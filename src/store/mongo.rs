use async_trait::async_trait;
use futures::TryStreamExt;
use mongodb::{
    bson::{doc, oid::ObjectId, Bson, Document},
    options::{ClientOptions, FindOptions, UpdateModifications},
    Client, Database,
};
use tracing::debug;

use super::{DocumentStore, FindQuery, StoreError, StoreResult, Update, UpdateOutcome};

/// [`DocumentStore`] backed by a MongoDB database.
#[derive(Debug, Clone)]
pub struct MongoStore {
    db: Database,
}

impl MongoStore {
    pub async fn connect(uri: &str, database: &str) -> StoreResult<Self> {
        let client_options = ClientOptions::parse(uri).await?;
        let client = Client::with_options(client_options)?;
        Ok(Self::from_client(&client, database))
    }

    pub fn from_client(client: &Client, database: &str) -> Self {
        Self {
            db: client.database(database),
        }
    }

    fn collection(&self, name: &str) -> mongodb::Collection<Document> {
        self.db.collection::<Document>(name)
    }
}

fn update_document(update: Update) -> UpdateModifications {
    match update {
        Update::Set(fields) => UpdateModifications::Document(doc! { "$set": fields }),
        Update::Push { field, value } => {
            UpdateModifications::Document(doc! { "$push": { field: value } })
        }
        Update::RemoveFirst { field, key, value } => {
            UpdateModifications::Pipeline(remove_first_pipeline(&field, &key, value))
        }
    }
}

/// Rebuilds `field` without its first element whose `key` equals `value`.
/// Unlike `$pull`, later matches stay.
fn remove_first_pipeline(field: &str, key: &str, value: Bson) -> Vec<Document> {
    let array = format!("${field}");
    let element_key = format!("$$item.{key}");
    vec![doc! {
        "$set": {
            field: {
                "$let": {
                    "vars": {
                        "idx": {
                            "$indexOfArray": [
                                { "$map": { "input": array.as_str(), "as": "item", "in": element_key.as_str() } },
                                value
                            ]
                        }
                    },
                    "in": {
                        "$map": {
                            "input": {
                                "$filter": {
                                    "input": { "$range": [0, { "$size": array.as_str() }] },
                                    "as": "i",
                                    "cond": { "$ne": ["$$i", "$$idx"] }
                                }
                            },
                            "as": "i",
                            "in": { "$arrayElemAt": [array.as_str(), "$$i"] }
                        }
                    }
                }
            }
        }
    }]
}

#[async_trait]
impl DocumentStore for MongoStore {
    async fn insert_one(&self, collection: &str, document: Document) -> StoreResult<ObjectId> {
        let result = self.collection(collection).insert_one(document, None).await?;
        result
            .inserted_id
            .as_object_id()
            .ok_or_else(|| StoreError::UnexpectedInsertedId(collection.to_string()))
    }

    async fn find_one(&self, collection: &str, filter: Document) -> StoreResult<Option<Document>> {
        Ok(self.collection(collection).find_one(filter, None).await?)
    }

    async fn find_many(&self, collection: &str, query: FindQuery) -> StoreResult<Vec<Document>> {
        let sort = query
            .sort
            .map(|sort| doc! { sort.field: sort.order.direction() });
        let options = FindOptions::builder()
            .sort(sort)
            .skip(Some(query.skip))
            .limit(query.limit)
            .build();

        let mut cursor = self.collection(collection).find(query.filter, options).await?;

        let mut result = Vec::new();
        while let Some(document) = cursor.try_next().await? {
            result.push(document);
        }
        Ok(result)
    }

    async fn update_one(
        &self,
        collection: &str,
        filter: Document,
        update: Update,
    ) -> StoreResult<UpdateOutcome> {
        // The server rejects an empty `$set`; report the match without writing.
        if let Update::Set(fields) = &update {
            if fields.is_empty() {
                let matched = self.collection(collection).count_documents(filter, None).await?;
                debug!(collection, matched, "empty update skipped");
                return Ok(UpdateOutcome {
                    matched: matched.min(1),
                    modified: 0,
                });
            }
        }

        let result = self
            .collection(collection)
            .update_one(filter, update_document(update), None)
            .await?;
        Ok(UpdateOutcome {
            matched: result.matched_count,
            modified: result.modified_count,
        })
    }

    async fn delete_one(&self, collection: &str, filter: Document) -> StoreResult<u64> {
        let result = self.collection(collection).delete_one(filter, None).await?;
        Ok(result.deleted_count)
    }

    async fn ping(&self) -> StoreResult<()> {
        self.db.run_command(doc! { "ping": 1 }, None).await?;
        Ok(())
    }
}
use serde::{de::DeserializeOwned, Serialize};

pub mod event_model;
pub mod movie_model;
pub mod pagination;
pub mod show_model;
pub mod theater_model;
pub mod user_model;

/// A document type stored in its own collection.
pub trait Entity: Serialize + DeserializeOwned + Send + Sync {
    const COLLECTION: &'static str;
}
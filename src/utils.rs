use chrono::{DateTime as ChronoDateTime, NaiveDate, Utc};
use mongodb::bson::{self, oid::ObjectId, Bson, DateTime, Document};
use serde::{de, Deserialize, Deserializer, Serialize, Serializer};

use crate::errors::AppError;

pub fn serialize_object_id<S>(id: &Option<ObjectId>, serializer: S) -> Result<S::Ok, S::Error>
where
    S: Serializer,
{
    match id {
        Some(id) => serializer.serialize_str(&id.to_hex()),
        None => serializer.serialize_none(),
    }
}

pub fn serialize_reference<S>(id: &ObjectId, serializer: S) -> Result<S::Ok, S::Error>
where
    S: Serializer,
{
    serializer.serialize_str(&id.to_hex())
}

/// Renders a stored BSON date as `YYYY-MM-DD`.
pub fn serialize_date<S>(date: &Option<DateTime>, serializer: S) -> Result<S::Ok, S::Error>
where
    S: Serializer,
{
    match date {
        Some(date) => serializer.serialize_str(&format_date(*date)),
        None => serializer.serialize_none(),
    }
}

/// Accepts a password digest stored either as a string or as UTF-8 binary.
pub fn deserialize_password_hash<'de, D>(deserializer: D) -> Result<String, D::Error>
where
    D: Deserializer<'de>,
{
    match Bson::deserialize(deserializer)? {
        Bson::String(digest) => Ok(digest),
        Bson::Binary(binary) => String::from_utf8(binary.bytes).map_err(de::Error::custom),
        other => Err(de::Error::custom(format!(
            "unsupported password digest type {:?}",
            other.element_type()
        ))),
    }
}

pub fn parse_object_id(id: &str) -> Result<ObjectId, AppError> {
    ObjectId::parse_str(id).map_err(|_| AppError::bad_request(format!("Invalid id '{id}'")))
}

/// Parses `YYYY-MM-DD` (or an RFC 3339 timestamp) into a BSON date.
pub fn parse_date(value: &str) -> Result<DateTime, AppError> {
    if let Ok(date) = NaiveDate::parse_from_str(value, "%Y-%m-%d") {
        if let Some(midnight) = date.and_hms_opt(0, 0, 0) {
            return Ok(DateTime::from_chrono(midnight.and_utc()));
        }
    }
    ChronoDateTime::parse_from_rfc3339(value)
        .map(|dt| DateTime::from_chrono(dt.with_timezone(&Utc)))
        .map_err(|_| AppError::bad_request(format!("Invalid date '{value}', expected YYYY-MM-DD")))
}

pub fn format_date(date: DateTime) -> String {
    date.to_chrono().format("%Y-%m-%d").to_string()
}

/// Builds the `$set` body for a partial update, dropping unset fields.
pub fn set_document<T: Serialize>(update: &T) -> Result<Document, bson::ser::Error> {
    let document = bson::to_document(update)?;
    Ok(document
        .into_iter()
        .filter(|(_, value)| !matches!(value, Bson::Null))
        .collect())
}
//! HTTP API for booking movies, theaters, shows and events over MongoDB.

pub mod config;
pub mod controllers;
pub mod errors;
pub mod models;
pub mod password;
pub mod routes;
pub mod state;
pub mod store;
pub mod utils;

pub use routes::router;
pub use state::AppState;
***
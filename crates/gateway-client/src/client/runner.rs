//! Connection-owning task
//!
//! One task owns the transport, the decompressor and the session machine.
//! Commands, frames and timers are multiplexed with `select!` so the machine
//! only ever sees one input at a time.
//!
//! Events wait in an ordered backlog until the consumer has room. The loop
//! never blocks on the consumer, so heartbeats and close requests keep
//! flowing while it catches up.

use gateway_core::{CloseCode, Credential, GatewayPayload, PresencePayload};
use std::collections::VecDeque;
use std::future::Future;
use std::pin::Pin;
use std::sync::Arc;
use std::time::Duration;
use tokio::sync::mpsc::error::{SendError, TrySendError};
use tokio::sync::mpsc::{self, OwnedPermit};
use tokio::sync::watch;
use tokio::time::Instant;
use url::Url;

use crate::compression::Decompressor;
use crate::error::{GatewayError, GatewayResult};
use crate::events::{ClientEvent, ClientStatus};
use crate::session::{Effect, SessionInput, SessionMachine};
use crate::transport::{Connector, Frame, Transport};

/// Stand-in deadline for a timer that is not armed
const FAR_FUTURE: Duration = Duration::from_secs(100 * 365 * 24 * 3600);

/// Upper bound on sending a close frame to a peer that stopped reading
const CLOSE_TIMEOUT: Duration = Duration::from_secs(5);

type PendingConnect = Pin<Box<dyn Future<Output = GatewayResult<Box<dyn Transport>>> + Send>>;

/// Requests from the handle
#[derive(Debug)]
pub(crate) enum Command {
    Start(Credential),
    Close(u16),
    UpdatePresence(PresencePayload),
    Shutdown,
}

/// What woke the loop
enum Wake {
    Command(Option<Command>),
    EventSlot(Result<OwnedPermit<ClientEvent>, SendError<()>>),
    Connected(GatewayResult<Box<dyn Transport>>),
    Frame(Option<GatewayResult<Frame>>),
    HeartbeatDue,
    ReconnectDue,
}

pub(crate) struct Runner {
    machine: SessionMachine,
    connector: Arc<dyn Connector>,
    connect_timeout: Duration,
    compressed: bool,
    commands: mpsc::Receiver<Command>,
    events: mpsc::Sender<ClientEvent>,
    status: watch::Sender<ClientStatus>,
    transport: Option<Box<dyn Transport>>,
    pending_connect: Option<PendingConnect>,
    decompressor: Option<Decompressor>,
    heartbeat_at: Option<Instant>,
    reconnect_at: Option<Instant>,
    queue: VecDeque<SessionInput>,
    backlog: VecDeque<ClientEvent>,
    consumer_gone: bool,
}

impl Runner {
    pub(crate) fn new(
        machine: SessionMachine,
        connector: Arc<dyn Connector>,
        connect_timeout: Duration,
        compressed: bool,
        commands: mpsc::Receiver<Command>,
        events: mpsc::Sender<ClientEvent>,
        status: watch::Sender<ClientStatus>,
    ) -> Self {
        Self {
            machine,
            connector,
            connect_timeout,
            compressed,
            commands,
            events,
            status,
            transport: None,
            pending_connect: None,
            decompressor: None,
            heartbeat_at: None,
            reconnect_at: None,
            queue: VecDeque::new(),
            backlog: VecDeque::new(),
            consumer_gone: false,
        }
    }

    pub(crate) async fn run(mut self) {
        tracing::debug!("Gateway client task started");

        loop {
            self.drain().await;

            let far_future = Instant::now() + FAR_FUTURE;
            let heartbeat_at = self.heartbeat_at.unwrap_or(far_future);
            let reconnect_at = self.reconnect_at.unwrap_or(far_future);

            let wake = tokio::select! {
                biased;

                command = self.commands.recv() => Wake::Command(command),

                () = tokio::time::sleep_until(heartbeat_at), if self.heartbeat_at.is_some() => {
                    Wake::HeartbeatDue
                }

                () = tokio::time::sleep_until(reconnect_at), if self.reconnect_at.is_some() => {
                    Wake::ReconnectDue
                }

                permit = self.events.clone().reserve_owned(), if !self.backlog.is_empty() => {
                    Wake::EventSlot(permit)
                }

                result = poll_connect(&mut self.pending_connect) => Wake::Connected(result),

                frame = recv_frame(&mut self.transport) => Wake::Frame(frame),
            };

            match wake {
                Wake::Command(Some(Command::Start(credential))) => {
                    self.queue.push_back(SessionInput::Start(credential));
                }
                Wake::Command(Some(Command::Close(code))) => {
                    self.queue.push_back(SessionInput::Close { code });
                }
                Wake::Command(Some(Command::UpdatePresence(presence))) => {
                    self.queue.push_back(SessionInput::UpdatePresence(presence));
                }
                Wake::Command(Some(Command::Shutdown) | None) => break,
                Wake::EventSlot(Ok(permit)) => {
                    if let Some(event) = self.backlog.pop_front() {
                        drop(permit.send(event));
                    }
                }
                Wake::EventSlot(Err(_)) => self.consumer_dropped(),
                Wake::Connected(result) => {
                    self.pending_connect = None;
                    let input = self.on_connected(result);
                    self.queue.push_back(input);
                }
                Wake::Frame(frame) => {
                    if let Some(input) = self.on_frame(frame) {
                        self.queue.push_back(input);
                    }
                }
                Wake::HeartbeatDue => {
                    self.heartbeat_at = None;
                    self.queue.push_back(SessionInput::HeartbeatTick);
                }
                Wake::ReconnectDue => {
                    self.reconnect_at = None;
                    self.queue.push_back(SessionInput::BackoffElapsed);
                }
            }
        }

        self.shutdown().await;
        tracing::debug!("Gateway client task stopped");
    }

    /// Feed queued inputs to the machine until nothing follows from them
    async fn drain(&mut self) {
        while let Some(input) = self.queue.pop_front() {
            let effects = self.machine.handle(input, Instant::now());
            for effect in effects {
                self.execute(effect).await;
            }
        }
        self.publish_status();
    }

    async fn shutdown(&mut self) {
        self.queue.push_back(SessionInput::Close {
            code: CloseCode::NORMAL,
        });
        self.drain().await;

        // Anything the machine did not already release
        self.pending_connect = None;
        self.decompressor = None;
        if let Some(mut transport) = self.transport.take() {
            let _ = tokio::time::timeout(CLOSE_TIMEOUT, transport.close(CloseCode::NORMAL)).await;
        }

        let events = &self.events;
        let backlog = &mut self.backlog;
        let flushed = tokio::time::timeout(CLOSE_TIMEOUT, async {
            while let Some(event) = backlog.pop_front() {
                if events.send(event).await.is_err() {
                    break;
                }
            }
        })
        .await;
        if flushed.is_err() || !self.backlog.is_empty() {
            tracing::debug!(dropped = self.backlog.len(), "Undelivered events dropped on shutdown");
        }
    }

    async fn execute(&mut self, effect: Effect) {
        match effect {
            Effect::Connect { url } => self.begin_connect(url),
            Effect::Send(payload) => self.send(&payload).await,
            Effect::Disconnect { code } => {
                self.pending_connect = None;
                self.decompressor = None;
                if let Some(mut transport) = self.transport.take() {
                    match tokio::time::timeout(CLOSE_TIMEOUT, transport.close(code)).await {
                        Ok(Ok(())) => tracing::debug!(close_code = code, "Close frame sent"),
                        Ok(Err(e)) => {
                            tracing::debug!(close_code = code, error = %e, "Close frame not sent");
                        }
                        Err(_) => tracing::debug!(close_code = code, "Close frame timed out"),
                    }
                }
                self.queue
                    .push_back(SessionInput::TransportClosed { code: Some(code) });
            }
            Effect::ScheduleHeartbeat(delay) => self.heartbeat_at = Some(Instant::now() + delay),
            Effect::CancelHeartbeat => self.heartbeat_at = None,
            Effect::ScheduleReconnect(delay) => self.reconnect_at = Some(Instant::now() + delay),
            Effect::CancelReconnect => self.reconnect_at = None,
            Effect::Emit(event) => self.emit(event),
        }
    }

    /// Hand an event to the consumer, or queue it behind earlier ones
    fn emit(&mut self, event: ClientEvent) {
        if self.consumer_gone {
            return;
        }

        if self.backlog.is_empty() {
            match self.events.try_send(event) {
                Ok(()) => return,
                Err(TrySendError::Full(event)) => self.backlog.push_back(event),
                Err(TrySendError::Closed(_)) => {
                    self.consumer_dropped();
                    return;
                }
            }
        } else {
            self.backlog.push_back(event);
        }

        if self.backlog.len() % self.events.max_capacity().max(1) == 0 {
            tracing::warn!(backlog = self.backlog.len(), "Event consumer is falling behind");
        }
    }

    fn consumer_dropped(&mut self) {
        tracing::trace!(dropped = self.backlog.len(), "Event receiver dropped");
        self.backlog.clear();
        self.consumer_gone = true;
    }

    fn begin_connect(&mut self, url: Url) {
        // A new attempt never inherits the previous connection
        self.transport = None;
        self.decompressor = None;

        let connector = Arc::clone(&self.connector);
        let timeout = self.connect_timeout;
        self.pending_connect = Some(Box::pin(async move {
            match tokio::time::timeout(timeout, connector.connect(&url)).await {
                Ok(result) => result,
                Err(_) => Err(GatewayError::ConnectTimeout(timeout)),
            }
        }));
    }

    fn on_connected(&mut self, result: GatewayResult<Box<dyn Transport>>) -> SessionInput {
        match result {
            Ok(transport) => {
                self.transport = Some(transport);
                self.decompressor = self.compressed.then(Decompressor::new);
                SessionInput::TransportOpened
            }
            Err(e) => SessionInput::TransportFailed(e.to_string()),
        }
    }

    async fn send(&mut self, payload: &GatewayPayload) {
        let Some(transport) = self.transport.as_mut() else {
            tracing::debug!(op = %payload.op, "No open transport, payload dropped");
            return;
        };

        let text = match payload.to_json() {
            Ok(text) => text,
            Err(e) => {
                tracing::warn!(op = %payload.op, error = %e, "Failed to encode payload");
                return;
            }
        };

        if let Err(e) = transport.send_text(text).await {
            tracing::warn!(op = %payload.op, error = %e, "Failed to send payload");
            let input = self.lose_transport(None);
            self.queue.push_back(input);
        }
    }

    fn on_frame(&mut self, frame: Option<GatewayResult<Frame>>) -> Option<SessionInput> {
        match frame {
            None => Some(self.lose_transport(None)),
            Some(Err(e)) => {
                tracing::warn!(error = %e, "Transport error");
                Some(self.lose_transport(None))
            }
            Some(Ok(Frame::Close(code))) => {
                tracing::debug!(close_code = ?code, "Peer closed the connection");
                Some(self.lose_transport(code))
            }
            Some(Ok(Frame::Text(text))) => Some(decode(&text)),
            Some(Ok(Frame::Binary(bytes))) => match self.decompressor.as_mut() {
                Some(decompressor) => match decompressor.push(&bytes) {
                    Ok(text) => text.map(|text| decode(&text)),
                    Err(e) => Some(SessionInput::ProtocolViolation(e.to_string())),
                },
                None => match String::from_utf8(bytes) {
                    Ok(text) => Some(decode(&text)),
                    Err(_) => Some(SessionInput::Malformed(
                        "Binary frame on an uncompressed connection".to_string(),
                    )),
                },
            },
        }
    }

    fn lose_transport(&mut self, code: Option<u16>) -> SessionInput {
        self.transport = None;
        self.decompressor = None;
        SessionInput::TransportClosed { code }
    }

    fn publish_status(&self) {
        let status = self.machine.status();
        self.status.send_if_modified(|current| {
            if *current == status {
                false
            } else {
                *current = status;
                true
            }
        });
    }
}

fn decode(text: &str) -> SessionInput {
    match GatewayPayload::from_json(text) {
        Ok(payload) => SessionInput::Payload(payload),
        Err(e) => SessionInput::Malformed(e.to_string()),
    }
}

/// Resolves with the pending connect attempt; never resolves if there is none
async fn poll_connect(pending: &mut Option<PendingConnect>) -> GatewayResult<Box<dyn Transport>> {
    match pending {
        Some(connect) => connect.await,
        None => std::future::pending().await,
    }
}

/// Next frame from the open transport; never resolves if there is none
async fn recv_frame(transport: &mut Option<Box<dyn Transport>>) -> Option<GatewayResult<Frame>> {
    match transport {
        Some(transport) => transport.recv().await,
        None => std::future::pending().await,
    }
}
***
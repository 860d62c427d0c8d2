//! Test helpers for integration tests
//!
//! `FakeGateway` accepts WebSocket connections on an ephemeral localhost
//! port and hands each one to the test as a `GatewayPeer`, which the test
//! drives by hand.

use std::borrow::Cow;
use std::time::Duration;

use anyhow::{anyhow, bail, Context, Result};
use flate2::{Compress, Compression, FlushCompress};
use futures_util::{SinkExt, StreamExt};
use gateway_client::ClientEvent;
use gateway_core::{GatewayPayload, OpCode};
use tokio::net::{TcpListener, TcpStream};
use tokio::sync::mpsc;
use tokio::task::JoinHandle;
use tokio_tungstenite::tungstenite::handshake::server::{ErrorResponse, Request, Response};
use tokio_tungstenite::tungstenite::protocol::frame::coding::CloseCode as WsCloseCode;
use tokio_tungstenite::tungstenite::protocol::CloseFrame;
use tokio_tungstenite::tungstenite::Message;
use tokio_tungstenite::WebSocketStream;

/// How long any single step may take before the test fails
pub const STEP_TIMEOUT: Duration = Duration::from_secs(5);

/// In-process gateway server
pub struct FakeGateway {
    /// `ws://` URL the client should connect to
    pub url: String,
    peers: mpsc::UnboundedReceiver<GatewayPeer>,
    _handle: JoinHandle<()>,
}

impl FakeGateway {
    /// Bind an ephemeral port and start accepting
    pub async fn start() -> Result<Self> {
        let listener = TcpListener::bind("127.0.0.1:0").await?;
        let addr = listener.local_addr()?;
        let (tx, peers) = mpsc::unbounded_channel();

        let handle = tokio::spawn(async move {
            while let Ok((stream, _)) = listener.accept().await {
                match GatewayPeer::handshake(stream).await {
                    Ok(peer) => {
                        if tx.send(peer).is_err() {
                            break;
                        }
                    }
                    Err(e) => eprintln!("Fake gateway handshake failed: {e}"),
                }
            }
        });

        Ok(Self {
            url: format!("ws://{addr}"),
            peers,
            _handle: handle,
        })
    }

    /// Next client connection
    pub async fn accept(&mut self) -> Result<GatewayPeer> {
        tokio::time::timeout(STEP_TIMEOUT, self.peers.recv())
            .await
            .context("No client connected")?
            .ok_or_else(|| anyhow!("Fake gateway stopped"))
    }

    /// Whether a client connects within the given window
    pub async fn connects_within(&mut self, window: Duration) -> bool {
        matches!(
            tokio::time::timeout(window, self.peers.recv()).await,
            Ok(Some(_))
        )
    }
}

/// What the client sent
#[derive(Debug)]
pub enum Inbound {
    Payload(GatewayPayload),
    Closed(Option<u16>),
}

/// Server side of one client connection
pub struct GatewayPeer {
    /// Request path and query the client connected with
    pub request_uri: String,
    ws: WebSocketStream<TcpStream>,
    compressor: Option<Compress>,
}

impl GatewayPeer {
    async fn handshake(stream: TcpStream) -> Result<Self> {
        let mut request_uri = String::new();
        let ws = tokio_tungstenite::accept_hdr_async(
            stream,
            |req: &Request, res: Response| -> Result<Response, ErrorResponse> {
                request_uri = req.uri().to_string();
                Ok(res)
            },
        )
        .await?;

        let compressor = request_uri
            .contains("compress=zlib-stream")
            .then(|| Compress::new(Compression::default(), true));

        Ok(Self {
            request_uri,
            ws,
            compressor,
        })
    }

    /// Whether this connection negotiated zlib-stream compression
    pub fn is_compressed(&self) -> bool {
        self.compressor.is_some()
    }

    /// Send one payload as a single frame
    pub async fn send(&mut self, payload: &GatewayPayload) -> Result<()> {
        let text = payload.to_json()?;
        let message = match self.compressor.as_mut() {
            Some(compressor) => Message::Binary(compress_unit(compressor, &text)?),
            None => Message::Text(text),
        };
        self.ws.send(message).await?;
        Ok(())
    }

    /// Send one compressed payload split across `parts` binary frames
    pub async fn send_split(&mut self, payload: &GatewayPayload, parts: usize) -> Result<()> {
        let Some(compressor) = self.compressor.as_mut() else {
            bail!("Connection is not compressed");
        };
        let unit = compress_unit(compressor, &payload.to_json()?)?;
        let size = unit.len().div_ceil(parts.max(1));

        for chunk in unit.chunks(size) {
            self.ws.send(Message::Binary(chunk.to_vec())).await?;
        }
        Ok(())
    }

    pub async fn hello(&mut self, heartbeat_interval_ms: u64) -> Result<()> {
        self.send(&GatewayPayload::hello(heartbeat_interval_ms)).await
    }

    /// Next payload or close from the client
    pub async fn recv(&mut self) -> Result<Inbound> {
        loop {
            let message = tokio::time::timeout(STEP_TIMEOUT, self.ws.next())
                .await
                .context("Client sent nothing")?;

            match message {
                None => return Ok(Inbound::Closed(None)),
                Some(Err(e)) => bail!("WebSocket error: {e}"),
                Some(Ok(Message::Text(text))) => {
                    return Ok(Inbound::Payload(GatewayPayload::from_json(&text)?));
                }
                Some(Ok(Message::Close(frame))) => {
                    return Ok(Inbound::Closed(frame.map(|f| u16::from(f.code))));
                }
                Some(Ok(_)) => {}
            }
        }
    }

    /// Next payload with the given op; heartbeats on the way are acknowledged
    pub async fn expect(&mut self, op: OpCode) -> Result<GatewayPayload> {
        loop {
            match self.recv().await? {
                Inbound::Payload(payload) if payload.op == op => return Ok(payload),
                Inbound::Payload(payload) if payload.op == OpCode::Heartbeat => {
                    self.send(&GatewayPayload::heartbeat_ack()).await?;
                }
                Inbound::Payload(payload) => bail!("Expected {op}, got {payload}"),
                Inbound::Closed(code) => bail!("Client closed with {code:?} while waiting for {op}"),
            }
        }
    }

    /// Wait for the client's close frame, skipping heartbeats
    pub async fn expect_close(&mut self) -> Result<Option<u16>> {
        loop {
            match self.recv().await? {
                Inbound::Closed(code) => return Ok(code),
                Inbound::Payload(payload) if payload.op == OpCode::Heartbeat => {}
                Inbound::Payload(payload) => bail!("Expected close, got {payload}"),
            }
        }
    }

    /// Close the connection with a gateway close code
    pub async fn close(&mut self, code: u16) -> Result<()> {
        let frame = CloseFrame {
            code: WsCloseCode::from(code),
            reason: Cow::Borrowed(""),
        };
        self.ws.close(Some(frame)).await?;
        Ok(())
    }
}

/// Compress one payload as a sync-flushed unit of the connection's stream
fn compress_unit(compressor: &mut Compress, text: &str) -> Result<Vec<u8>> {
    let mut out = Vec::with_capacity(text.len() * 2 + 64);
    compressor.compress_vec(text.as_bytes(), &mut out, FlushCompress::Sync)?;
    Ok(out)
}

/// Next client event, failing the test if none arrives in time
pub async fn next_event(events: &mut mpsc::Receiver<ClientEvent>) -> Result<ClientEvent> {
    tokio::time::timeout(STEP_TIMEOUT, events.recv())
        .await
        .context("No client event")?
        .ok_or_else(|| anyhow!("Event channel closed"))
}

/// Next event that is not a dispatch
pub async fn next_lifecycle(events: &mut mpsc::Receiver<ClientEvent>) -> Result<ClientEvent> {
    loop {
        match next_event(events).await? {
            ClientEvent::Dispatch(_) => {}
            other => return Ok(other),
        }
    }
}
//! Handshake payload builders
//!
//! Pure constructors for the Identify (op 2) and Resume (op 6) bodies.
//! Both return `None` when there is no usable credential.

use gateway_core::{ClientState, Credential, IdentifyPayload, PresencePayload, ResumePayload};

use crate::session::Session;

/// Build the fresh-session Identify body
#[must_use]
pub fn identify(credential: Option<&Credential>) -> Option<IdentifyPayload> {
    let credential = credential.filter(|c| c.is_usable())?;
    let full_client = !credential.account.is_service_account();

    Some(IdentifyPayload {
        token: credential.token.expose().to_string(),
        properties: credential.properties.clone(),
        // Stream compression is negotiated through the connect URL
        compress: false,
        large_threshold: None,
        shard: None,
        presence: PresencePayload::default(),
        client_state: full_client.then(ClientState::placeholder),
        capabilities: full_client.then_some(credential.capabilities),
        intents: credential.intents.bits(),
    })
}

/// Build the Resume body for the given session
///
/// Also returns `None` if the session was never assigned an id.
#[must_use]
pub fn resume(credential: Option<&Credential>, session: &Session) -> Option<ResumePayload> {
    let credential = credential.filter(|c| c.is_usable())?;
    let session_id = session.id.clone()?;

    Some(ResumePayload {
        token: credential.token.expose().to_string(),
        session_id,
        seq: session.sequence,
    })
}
***
## PROBLEM DESCRIPTION
Across the records above, tally the lines that contain "FindQuery" and return the number alone.

## RESPONSE TO THIS TASK
2